[Saved data entries]
———

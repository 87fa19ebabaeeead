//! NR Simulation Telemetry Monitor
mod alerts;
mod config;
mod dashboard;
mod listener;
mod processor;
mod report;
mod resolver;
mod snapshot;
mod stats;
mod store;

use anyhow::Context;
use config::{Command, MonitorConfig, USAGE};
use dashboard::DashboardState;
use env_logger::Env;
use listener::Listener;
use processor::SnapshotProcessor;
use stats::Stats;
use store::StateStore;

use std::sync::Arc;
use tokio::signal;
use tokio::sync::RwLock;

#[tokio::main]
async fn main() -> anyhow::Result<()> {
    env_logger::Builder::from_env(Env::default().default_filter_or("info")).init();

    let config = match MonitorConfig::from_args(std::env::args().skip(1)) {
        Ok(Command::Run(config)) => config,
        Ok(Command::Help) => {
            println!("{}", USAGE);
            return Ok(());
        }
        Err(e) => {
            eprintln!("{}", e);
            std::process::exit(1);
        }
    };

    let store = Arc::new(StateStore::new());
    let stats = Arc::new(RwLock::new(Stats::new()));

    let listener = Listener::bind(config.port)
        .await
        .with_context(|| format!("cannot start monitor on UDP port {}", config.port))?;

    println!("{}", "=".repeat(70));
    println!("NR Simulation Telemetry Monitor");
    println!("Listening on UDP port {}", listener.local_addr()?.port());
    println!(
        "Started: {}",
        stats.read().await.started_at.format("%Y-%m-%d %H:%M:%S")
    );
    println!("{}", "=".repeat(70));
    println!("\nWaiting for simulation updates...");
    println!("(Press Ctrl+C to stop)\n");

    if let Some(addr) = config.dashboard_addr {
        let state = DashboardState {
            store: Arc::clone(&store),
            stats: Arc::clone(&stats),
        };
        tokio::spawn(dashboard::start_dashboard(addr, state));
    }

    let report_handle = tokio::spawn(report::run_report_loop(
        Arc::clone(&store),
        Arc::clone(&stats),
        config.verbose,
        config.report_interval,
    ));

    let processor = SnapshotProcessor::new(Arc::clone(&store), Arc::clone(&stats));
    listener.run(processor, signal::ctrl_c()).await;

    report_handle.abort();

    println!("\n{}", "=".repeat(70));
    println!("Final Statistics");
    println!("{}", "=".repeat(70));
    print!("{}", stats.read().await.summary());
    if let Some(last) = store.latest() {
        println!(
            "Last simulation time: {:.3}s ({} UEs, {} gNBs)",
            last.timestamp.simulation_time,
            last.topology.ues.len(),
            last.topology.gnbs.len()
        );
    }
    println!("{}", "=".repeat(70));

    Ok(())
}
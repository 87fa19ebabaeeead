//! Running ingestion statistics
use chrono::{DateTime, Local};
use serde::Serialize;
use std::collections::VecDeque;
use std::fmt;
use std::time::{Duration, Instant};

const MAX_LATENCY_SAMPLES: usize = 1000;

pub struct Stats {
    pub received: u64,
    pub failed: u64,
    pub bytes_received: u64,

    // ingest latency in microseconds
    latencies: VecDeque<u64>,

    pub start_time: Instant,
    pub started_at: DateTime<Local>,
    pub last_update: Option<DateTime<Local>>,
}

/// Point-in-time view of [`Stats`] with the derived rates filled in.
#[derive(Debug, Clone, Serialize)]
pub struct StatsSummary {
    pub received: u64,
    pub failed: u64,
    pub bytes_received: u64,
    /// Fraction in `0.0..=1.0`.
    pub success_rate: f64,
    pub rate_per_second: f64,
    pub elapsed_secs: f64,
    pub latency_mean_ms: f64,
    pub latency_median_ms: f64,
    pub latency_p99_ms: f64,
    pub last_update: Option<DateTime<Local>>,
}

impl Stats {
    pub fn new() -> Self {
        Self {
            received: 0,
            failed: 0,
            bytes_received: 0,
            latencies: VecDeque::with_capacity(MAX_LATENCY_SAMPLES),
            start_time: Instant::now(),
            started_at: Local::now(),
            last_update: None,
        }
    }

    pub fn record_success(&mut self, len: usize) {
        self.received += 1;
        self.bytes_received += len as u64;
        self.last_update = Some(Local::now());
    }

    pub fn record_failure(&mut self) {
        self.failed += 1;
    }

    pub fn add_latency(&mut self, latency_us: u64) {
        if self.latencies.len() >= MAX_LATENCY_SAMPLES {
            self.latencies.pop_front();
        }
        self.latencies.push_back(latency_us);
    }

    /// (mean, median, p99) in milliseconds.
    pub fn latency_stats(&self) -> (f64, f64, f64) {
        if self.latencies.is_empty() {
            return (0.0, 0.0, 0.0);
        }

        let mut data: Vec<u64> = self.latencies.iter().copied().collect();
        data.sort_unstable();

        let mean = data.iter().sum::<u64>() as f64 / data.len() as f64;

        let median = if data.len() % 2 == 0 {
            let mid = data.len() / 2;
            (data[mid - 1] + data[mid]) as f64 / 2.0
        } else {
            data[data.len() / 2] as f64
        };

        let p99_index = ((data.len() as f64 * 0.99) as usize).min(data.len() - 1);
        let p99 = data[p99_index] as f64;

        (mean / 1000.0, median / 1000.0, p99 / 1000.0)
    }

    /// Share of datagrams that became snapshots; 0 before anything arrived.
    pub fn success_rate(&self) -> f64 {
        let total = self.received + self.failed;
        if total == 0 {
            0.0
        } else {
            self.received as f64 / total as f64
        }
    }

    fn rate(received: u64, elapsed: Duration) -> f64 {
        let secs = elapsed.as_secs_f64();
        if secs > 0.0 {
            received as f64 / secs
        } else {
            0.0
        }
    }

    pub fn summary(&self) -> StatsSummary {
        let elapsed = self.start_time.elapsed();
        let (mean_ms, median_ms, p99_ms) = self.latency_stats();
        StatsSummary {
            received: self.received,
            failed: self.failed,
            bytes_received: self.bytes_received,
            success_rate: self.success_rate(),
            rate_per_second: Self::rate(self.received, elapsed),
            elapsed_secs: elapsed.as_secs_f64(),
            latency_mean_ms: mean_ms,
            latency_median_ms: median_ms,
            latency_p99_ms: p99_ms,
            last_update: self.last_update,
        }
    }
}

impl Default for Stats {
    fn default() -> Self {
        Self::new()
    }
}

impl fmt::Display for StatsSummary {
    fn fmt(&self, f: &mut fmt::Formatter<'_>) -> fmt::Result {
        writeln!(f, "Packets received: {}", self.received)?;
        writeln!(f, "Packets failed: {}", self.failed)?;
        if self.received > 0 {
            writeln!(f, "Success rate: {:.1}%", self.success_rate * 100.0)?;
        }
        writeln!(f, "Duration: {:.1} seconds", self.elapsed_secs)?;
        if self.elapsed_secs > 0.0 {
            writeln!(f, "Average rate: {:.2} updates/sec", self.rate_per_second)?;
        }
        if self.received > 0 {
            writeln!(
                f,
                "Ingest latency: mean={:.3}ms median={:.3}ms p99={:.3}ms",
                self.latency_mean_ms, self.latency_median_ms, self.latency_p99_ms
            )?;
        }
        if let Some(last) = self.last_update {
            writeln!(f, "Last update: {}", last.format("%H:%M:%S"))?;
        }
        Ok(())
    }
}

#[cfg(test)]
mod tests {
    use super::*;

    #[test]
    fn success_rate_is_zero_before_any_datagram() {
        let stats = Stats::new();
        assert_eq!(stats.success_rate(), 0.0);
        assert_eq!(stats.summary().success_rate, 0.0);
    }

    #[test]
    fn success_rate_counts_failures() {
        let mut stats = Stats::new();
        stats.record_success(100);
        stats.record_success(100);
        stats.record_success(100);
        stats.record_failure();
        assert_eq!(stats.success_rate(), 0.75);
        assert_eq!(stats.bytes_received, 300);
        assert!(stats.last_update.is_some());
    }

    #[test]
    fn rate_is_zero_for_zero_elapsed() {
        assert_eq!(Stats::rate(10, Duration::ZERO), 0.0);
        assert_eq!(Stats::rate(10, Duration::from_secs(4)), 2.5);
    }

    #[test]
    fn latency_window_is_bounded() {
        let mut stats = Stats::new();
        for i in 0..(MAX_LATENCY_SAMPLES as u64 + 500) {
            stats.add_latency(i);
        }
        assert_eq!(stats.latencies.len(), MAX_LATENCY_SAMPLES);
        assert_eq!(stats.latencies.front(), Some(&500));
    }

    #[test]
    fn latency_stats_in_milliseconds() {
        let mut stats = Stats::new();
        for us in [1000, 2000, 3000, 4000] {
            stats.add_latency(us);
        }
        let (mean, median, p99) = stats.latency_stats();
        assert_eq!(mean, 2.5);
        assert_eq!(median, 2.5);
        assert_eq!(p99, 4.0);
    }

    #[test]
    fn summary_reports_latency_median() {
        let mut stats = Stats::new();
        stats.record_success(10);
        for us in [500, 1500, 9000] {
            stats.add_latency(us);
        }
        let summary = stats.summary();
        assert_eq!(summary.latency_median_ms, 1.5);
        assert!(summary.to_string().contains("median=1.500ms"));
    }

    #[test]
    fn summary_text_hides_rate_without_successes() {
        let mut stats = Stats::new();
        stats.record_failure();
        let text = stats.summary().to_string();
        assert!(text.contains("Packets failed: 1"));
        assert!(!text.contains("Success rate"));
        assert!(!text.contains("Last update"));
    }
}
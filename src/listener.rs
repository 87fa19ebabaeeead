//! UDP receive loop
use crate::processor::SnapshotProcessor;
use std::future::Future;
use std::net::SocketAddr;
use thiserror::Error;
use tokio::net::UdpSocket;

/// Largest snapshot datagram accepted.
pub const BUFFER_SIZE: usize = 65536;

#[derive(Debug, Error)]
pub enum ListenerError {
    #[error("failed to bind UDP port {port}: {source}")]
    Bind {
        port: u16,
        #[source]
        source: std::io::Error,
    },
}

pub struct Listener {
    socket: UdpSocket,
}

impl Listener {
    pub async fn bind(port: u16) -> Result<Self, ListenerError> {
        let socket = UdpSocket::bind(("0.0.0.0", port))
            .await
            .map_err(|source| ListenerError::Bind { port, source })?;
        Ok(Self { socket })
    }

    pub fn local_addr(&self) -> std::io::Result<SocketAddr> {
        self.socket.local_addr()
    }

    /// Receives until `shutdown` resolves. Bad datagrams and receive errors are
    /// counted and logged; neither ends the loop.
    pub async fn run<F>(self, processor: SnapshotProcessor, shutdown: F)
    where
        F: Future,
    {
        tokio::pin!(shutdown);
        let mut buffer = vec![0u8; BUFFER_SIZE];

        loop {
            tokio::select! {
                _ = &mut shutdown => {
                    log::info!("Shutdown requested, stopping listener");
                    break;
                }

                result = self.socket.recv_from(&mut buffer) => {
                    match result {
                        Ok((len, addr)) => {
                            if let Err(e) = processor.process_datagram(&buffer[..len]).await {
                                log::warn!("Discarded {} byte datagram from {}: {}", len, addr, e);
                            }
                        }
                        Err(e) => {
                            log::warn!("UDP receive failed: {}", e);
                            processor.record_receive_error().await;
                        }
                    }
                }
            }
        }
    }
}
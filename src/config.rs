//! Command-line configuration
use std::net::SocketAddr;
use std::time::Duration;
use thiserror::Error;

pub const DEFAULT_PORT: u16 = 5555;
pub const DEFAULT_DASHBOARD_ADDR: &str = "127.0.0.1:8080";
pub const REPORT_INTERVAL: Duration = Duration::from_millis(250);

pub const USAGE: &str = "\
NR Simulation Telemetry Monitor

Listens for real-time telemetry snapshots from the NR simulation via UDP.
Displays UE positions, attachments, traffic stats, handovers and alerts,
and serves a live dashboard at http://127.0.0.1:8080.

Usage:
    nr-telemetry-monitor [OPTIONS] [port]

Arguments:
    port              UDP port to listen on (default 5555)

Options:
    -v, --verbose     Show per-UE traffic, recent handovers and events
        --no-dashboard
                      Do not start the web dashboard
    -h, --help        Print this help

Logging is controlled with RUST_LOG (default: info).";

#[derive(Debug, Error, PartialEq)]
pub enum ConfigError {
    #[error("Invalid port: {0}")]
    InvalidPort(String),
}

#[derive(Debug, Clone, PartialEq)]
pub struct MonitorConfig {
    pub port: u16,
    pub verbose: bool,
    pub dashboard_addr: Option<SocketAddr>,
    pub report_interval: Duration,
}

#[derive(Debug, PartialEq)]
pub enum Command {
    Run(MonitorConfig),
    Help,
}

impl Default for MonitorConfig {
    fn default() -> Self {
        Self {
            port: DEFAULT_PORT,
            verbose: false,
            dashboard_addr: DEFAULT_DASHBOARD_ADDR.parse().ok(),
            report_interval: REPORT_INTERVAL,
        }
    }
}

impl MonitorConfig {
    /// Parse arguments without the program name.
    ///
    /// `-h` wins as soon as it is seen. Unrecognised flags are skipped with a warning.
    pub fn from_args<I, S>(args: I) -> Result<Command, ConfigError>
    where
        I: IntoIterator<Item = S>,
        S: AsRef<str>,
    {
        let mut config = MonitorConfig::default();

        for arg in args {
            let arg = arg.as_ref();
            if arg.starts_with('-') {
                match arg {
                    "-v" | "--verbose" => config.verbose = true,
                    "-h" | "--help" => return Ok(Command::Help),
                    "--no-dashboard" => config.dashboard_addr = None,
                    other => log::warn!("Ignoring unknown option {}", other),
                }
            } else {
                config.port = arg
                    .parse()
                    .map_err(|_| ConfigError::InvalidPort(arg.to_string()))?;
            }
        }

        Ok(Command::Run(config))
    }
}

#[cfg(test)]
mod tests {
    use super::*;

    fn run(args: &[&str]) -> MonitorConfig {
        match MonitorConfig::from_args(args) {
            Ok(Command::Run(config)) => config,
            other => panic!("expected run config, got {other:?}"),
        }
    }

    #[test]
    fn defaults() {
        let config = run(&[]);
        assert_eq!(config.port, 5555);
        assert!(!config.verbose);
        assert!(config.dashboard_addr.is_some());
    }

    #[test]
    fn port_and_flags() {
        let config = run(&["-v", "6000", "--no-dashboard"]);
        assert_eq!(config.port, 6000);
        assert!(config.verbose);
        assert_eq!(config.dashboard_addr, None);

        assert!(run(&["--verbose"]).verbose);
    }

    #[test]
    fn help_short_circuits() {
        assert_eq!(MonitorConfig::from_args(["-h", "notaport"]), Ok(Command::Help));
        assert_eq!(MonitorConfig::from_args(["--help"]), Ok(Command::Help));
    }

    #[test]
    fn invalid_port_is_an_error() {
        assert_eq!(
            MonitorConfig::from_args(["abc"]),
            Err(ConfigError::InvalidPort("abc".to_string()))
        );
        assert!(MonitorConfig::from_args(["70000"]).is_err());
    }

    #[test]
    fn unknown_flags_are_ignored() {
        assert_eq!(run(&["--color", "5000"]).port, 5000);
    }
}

———

● **Assignment**
Show all lines from the records above where the word "enum" occurs.

● **Exercise result**
pub enum ListenerError {
pub enum ConfigError {
pub enum Command {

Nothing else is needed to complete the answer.